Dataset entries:
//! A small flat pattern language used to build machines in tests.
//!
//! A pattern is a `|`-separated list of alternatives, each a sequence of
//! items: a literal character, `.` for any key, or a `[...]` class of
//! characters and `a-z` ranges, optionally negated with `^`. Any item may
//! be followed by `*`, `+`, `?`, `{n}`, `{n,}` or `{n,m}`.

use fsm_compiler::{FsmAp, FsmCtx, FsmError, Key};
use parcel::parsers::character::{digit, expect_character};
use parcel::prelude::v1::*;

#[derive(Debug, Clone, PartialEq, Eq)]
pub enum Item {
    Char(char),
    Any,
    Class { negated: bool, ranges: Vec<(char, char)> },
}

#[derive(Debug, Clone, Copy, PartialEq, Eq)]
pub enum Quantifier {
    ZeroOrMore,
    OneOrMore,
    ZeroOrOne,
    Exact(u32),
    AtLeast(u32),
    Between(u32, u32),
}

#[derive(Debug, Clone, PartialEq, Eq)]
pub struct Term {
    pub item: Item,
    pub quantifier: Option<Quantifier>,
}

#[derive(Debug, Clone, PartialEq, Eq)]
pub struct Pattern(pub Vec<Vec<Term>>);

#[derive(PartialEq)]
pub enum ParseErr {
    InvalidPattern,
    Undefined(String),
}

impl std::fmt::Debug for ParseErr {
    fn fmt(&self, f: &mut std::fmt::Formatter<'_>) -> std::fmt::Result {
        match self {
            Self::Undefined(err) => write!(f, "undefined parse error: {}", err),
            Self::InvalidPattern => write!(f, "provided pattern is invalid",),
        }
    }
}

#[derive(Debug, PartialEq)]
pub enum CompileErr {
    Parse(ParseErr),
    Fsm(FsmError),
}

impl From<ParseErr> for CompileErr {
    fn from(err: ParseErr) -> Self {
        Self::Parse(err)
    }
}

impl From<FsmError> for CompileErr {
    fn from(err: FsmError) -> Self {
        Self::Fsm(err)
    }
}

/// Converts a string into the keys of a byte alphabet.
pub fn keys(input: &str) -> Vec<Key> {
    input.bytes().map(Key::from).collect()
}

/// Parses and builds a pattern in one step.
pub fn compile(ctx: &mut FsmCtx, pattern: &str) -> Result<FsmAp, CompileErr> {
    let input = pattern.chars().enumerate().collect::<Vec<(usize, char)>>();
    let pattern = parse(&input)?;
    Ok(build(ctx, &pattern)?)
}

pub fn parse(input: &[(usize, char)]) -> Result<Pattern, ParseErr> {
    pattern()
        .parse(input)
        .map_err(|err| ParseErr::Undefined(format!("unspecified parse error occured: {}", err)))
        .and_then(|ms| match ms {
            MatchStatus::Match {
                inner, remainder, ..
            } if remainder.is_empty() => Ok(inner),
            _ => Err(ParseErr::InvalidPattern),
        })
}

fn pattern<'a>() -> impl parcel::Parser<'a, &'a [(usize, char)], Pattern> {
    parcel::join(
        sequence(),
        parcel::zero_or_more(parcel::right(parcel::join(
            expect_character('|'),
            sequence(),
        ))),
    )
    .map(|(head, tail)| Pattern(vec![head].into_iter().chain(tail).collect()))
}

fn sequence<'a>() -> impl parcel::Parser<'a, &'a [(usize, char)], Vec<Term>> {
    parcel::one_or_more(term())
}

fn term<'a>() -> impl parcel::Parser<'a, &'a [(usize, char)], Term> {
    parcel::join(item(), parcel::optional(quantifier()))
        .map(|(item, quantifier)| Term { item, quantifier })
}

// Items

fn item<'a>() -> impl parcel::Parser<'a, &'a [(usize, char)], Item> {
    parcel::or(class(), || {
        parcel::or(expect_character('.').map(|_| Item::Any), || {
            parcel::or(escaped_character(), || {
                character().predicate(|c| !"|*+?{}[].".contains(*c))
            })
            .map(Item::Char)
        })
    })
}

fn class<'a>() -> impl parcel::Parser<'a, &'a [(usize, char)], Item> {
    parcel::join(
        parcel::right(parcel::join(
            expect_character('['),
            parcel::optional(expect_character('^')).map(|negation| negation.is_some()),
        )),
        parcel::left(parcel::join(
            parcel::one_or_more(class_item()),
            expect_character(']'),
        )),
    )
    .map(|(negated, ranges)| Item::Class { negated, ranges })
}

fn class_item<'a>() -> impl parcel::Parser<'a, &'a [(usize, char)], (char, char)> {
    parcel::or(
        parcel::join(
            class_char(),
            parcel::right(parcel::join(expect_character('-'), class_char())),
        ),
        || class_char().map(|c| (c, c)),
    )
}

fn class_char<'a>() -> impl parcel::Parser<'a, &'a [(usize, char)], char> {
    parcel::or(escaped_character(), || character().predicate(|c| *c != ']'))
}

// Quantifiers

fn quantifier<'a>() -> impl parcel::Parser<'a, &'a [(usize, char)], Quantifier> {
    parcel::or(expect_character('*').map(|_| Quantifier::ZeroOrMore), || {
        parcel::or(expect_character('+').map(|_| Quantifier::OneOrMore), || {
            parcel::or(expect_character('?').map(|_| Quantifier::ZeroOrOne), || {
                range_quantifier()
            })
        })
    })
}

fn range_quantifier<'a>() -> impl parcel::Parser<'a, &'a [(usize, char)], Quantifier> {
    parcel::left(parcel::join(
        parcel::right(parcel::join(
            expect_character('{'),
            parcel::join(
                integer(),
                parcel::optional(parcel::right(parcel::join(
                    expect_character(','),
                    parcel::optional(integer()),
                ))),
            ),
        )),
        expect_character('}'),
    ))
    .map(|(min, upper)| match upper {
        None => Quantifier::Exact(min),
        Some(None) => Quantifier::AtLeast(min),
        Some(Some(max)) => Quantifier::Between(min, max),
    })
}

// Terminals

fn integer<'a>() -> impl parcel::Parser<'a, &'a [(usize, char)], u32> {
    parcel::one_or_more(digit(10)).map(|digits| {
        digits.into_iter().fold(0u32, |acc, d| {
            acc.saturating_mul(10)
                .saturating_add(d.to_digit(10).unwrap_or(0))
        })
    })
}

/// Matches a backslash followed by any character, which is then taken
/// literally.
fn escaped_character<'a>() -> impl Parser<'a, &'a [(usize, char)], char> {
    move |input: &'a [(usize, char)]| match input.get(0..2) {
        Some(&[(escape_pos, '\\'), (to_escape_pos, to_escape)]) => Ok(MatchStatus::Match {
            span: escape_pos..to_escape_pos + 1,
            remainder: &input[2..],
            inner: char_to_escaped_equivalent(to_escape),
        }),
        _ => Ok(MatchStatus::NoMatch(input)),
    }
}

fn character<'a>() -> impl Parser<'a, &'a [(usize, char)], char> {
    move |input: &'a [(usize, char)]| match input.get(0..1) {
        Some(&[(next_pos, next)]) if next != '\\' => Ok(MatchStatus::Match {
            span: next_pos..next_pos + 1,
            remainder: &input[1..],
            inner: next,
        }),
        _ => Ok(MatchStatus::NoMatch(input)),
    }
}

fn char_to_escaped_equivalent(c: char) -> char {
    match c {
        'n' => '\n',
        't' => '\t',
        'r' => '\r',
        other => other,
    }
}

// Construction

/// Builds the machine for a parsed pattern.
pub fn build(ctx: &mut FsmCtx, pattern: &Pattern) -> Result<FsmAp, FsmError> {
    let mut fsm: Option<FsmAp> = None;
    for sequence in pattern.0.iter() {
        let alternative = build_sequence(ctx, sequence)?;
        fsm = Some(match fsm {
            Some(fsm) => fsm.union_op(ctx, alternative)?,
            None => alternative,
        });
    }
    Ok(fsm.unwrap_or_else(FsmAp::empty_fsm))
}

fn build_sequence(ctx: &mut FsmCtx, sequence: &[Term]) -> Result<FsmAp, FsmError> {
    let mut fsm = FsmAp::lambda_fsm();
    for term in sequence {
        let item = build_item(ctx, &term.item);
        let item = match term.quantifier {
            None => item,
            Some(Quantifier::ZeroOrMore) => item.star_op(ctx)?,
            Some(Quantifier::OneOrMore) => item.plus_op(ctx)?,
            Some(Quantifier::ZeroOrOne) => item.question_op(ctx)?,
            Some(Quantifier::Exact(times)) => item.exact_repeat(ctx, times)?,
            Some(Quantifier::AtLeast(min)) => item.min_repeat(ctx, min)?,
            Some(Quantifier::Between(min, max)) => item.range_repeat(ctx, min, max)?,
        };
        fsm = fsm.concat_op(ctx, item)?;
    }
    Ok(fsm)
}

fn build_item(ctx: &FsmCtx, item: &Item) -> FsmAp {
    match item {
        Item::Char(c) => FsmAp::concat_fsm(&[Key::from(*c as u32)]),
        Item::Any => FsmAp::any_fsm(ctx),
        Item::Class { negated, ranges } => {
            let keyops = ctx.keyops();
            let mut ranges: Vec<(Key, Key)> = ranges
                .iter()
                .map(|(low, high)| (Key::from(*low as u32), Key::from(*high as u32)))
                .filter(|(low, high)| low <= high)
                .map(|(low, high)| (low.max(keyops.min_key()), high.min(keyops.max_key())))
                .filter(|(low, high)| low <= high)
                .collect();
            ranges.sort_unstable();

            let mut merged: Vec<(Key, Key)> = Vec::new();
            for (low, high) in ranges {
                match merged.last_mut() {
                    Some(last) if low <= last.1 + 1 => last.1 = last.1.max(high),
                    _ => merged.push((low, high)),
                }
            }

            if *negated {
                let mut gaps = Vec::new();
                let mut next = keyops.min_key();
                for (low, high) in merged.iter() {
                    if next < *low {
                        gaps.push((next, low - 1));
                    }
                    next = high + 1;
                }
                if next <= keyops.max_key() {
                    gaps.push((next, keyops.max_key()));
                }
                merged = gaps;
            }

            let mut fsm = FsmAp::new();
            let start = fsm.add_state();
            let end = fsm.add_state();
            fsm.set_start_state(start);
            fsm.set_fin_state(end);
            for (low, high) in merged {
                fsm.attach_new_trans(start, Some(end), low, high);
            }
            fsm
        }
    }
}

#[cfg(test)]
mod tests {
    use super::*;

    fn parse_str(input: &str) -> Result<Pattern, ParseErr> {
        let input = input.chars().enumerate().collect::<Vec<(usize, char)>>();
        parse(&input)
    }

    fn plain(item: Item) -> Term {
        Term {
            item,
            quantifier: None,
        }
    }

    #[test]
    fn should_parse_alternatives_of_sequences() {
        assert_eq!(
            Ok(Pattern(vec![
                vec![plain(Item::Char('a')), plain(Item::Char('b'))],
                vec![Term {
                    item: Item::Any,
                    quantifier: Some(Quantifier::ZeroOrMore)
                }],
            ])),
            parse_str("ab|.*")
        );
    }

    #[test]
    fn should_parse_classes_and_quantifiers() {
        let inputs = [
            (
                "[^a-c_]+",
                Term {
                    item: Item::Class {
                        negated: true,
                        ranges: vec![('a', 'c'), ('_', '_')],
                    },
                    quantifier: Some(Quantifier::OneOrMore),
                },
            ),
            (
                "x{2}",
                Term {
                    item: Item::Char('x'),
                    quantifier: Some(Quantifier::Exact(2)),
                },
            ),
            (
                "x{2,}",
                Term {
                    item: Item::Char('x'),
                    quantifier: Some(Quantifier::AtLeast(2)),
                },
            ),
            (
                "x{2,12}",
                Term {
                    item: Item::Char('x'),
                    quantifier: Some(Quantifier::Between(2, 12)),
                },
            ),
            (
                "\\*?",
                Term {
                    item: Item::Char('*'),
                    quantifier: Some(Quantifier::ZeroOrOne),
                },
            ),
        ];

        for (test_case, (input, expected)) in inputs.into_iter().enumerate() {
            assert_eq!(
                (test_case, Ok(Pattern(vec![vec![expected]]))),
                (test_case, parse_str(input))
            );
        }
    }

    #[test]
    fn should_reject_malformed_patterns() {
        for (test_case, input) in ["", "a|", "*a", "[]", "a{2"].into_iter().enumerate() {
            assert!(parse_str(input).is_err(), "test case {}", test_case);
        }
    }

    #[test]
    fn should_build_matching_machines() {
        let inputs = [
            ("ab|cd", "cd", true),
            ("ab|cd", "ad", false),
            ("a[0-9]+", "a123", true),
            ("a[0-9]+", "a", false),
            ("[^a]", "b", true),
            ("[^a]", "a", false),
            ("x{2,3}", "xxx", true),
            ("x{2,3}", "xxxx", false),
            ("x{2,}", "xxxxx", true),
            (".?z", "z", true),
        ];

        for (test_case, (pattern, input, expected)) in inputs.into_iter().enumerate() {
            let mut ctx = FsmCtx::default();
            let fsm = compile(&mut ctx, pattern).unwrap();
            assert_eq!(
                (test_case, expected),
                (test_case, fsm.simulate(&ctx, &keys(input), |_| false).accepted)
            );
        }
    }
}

WHAT YOU WILL DO:
What is needed is an exact repetition of the lines from the first line of the records through the line containing "Any item may", both ends included, and nothing more.

SOLVED PROBLEM:
//! A small flat pattern language used to build machines in tests.
//!
//! A pattern is a `|`-separated list of alternatives, each a sequence of
//! items: a literal character, `.` for any key, or a `[...]` class of
//! characters and `a-z` ranges, optionally negated with `^`. Any item may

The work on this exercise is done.